# Task description
Answer with a number only, giving how many lines in the data below include "pending".

-------- Records for this task

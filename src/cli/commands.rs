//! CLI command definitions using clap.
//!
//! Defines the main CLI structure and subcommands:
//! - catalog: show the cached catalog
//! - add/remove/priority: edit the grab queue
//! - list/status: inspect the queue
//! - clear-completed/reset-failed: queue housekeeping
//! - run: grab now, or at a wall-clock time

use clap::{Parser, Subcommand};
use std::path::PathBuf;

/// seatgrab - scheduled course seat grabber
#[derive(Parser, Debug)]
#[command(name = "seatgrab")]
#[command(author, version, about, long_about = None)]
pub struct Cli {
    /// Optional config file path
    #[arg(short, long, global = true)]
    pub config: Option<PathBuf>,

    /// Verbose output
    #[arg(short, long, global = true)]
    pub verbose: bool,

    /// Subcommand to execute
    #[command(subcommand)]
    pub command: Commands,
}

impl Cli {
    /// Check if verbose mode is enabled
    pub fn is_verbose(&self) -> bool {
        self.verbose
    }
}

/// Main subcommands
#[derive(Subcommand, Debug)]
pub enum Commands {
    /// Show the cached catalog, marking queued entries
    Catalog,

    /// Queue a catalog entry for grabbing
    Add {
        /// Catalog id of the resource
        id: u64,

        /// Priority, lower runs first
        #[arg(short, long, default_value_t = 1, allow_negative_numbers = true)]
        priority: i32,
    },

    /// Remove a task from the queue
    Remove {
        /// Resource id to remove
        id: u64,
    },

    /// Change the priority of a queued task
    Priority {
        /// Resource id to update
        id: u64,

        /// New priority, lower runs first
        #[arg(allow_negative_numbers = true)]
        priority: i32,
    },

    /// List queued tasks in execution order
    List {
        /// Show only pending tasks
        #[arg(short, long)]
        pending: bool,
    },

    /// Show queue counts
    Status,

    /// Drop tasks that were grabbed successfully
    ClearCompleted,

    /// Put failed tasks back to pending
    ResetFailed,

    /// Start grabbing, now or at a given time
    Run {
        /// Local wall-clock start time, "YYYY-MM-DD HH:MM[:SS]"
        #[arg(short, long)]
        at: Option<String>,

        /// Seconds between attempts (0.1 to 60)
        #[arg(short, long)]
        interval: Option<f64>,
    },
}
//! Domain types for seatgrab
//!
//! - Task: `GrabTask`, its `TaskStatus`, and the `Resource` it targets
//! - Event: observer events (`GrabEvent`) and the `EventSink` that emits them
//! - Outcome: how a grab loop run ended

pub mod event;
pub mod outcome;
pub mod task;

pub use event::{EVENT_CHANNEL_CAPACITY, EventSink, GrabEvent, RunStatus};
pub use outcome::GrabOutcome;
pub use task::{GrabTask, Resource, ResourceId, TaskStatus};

----------------

# Answer box
3